Step 16: Mark the Top of the Bottom Block.

Here we are going to install the part we just made. The battery holder.

We start by marking the top of the bottom block.
Drill and screw them!

Boom!

Step 17: Mark the Other Side for the Other Block

Do the same thing for the other side.

Step 18: Making Holes for the Top Wooden Blocks

Here is where you see the improvisation.

To have the top block to align with the middle plate, I took put them under the middle plate to trace out holes. Then I made lines and when for the middle.

Then I screw everything together.

In other words you simply need to add 2 more block on top of the battery holder.

Step 19: Installing the Top Metal Plate

Here you use the same technique and attach the top metal plate to the top.

Step 20: Cutting Out the Foam

This foam is a spacer and acts has a spring to push the battery up.

Instead of using a big sheat you could try to cut out smaller pieces of that foam.
Then you place them underneat the bottom plate at different place.

Step 21: Screw Down the Bottom Metal Plate

Screw the bottom plate with 4 screws. Do no tight up the screws, you want to have space to the metal plate moves along the screw. They act has guides.

Step 22: Testing Out

Assemble everything to see if the battery fit snuggly into the device.

In my design some battery are loose and fall out. I have a solution that I will talk at the end.

Step 23: Cut Out the Hole for the Lamp "socket"

Use a knife and cut a hole in the bottom of the margarine. 1 cm is good.

Step 24: Cutting the Battery Hole

Cut out a hole so a battery can fit in.

Step 25: Painting the Lamp

I started by sanding down the plastic. I then clean the surface to remove dust. I then finish painting the thing green first so I could have decals on it. That green is really dark and ugly. That was the only paint I had in stock.

Take your time when you paint, give a lot of thin coats.

Step 26: Making Decals

Since we have a laser at work I decide to use it to cut out decals on green tape. So I did!

You could use a X-Acto to cut the shape you want.

When the decals was on my magarine lid, I had to heat it up with my heat gun because that green tape does not stick a lot.

I then painted the thing black. I did sand the thing again to be sure to have a nice finish.

It turn out really nice!

Step 27: Making the LED Tree

You will need to solder a lot of LED in parallel. I made my self a jig to hold down all the LED while soldering.
I simply put every LED in there holes and pointing the cathode all the same way. I then cut different length of wire for the LED. I use a other sort of tool to help me cut them faster. I started by soldering all the cathode first, then I solder all them together in pack of 10. I did the same thing with the anode.
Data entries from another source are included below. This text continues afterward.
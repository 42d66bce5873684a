/// Developer-token authentication middleware for Axum
///
/// Reads `Authorization: Bearer <api_token>`, resolves it to a live, active
/// developer through [`TokenLifecycle::authenticate`] and stores a
/// [`DeveloperContext`] in the request extensions. Failures answer 401 with
/// the envelope body `{"success": false, "message": ...}`.
///
/// # Example
///
/// ```no_run
/// use axum::{middleware, routing::get, Extension, Router};
/// use keyward_shared::auth::middleware::{developer_auth, DeveloperContext};
/// use keyward_shared::auth::tokens::{TokenLifecycle, TokenPolicy};
/// use keyward_shared::db::memory::MemoryStore;
///
/// async fn whoami(Extension(ctx): Extension<DeveloperContext>) -> String {
///     ctx.developer.name
/// }
///
/// let tokens = TokenLifecycle::new(MemoryStore::new(), TokenPolicy::default());
/// let app: Router = Router::new()
///     .route("/whoami", get(whoami))
///     .layer(middleware::from_fn_with_state(tokens, developer_auth::<MemoryStore>));
/// ```

use axum::{
    extract::{Request, State},
    http::{header, StatusCode},
    middleware::Next,
    response::{IntoResponse, Response},
    Json,
};
use uuid::Uuid;

use super::tokens::TokenLifecycle;
use crate::db::store::Store;
use crate::envelope::Envelope;
use crate::error::{CoreError, INTERNAL_ERROR_MESSAGE};
use crate::models::developer::Developer;

/// The authenticated developer, added to request extensions
#[derive(Debug, Clone)]
pub struct DeveloperContext {
    pub developer: Developer,
}

impl DeveloperContext {
    pub fn developer_id(&self) -> Uuid {
        self.developer.id
    }
}

/// Error type for authentication middleware
#[derive(Debug)]
pub enum AuthError {
    /// No Authorization header
    MissingCredentials,

    /// Header present but not `Bearer <token>`
    InvalidFormat,

    /// Token unknown, or its developer is deleted or inactive
    InvalidToken,

    /// Token matched but is past its expiry
    Expired,

    /// Store failure while authenticating
    Internal,
}

impl From<CoreError> for AuthError {
    fn from(err: CoreError) -> Self {
        match err {
            CoreError::NotFound { .. } | CoreError::Validation(_) => AuthError::InvalidToken,
            CoreError::TokenExpired { .. } => AuthError::Expired,
            CoreError::Unexpected(_) => AuthError::Internal,
        }
    }
}

impl IntoResponse for AuthError {
    fn into_response(self) -> Response {
        let (status, message) = match self {
            AuthError::MissingCredentials => {
                (StatusCode::UNAUTHORIZED, "Authentication token is missing")
            }
            AuthError::InvalidFormat => (StatusCode::UNAUTHORIZED, "Expected Bearer token"),
            AuthError::InvalidToken => (StatusCode::UNAUTHORIZED, "Authentication failed"),
            AuthError::Expired => (StatusCode::UNAUTHORIZED, "Token expired"),
            AuthError::Internal => (StatusCode::BAD_REQUEST, INTERNAL_ERROR_MESSAGE),
        };

        let body = Envelope::failure(&CoreError::Validation(message.to_string()));
        (status, Json(body)).into_response()
    }
}

/// Extracts the bearer token from an Authorization header value
pub fn bearer_token(value: &str) -> Option<&str> {
    value
        .strip_prefix("Bearer ")
        .map(str::trim)
        .filter(|token| !token.is_empty())
}

/// Authenticates the request with a developer API token
pub async fn developer_auth<S: Store>(
    State(tokens): State<TokenLifecycle<S>>,
    mut req: Request,
    next: Next,
) -> Result<Response, AuthError> {
    let header_value = req
        .headers()
        .get(header::AUTHORIZATION)
        .and_then(|v| v.to_str().ok())
        .ok_or(AuthError::MissingCredentials)?;

    let token = bearer_token(header_value).ok_or(AuthError::InvalidFormat)?;

    let developer = tokens.authenticate(token).await.map_err(|err| {
        err.log("authenticate");
        AuthError::from(err)
    })?;

    req.extensions_mut().insert(DeveloperContext { developer });
    Ok(next.run(req).await)
}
The wire I use was wire wrap 30 gauge. I would recommend using 28 gauge so that will make the "branch" stiffer.

Cathode = flat side of the LED

Step 28: The Power Switch

Here is where I get complticated. All you are about to see in the step is all optinal. Sort of.

I had the idea of having a "dimmer" to my design. I wanted to keep simple so I decide to have 2 switchs controlling there own set of light. Let say one swiths controls 10 LED and the other switch control 20. Then you could have 10, 20 or 30 LED light up.

Yes this is a not a real dimmer. It is a 3 way switch! The exact same thing has a 3 way buld where you have 50W, 100W so you get 50W, 100W and 150W.

It does works!

I will then show you how I did.

Step 29: The Bottom Metal Plate Connector

You need to solder a wire to the bottom metal plate.

Step 30: Make the Circuit

Parts you will need:
1 meter of white and 1 meter of black wirewrap wire 30 or 28 gauge
1 x Ferrite bead digikey part number 240-2145-ND
40 x High power LED
1x 1K resistor
1x 2N3904 or 2N2222 NPN transistor

You can use one color of wirewrap, having two colour will make you life easier.
I first starter using the same colour and took a marker to mark the second wire.
Having 2 colours helps you and me trying to explain.

Start by twisting both wire together. Then pass it in the ferrite bead and you will loop into the bead until physically you can not pass it anymore. You just made yourself a little transformer.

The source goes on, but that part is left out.